Using the party as a route to marriage, etc, simply acquiesces to the existing status quo Good Life.

If a member of your team is productive, and efficient, and creating the results that the team needs to find success, as their leader it is not only your job to allow them to pursue their own vision of the Good Life, but to defend that vision against other members of the team, and even other people within your organization.

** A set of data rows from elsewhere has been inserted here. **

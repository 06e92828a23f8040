//! 扩建 / 改建

use crate::models::ProcedureKind;
use crate::wizard::{Condition, StepDef, StepRules, WizardDefinition};
use crate::wizards::messages;

crate::form_fields! {
    pub enum Field {
        SelectedClient => "selectedClient",
        TipoObra => "tipo_obra",
        NumeroLicenciaAnterior => "numero_licencia_anterior",
        AreaExistente => "area_existente",
        AreaAmpliacion => "area_ampliacion",
        DescripcionRemodelacion => "descripcion_remodelacion",
        DireccionPredio => "direccion_predio",
        EsCondominio => "es_condominio",
        AutorizacionCondominio => "autorizacion_condominio",
        PartidaRegistral => "partida_registral",
        Fue => "fue",
        LicenciaAnterior => "licencia_anterior",
        PlanosArquitectura => "planos_arquitectura",
        DeclaracionJurada => "declaracion_jurada",
    }
}

const CON_AMPLIACION: &[&str] = &["ampliacion", "ambas"];
const CON_REMODELACION: &[&str] = &["remodelacion", "ambas"];

pub struct AmpliacionWizard;

impl WizardDefinition for AmpliacionWizard {
    type Field = Field;
    const KIND: ProcedureKind = ProcedureKind::AmpliacionRemodelacion;

    fn steps() -> Vec<StepDef<Field>> {
        vec![
            StepDef::new("administrado", "Administrado").field(Field::SelectedClient, "Administrado"),
            StepDef::new("obra", "Obra")
                .field(Field::TipoObra, "Tipo de obra")
                .field(Field::NumeroLicenciaAnterior, "Licencia de la edificación existente")
                .field(Field::AreaExistente, "Área existente (m²)")
                .field_when(
                    Field::AreaAmpliacion,
                    "Área a ampliar (m²)",
                    Condition::OneOf(Field::TipoObra, CON_AMPLIACION),
                )
                .field_when(
                    Field::DescripcionRemodelacion,
                    "Descripción de la remodelación",
                    Condition::OneOf(Field::TipoObra, CON_REMODELACION),
                ),
            StepDef::new("predio", "Predio")
                .field(Field::DireccionPredio, "Dirección del predio")
                .field(Field::EsCondominio, "¿Es condominio?")
                .field_when(
                    Field::AutorizacionCondominio,
                    "Autorización de la junta de propietarios",
                    Condition::IsTrue(Field::EsCondominio),
                ),
            StepDef::new("documentacion", "Documentación")
                .field(Field::PartidaRegistral, "Partida registral")
                .field(Field::Fue, "FUE")
                .field(Field::LicenciaAnterior, "Licencia anterior")
                .field(Field::PlanosArquitectura, "Planos de arquitectura"),
            StepDef::new("confirmacion", "Confirmación").field(Field::DeclaracionJurada, "Declaración jurada"),
        ]
    }

    fn step_rules(step: usize) -> StepRules<Field> {
        match step {
            0 => StepRules::new().required(Field::SelectedClient, messages::CLIENT_REQUIRED),
            1 => StepRules::new()
                .required(Field::TipoObra, "Seleccione el tipo de obra")
                .required(Field::AreaExistente, "El área existente es requerida")
                .positive(Field::AreaExistente, messages::AREA_POSITIVE)
                .when(
                    Condition::OneOf(Field::TipoObra, CON_AMPLIACION),
                    StepRules::new()
                        .required(Field::AreaAmpliacion, "El área a ampliar es requerida")
                        .positive(Field::AreaAmpliacion, messages::AREA_POSITIVE),
                )
                .when(
                    Condition::OneOf(Field::TipoObra, CON_REMODELACION),
                    StepRules::new().required(
                        Field::DescripcionRemodelacion,
                        "Describa la remodelación",
                    ),
                ),
            2 => StepRules::new()
                .required(Field::DireccionPredio, "La dirección del predio es requerida")
                .when(
                    Condition::IsTrue(Field::EsCondominio),
                    StepRules::new().required(Field::AutorizacionCondominio, messages::CONDOMINIO_REQUIRED),
                ),
            3 => StepRules::new()
                .required(Field::PartidaRegistral, messages::PARTIDA_REQUIRED)
                .required(Field::Fue, messages::FUE_REQUIRED)
                .required(Field::LicenciaAnterior, "La licencia anterior es requerida"),
            4 => StepRules::new().required(Field::DeclaracionJurada, messages::DECLARACION_REQUIRED),
            _ => StepRules::new(),
        }
    }
}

The reason this is more important for remote teams than for geographically co-located teams lies in the trust remote teams need in order to be performant. Working without daily schedules or shared office space means that, as a leader, you have to trust your team explicitly, and believe that they’re making the best choices for themselves and for the organization.

The pursuit of the Good Life has to be included in that trust. In a remote environment especially, knowing that you respect their choices and will stand up for them is a big piece of serving your team well.

I don’t have a great call to action on this one. It’s hard to step outside of my own idea of the Good Life. I’m starting to see things more clearly now, and I hope that you’ll think on this too, and try to recognize when you’re unintentionally bringing in your own idea of the Good Life in a way that’s reducing the Good Life of others.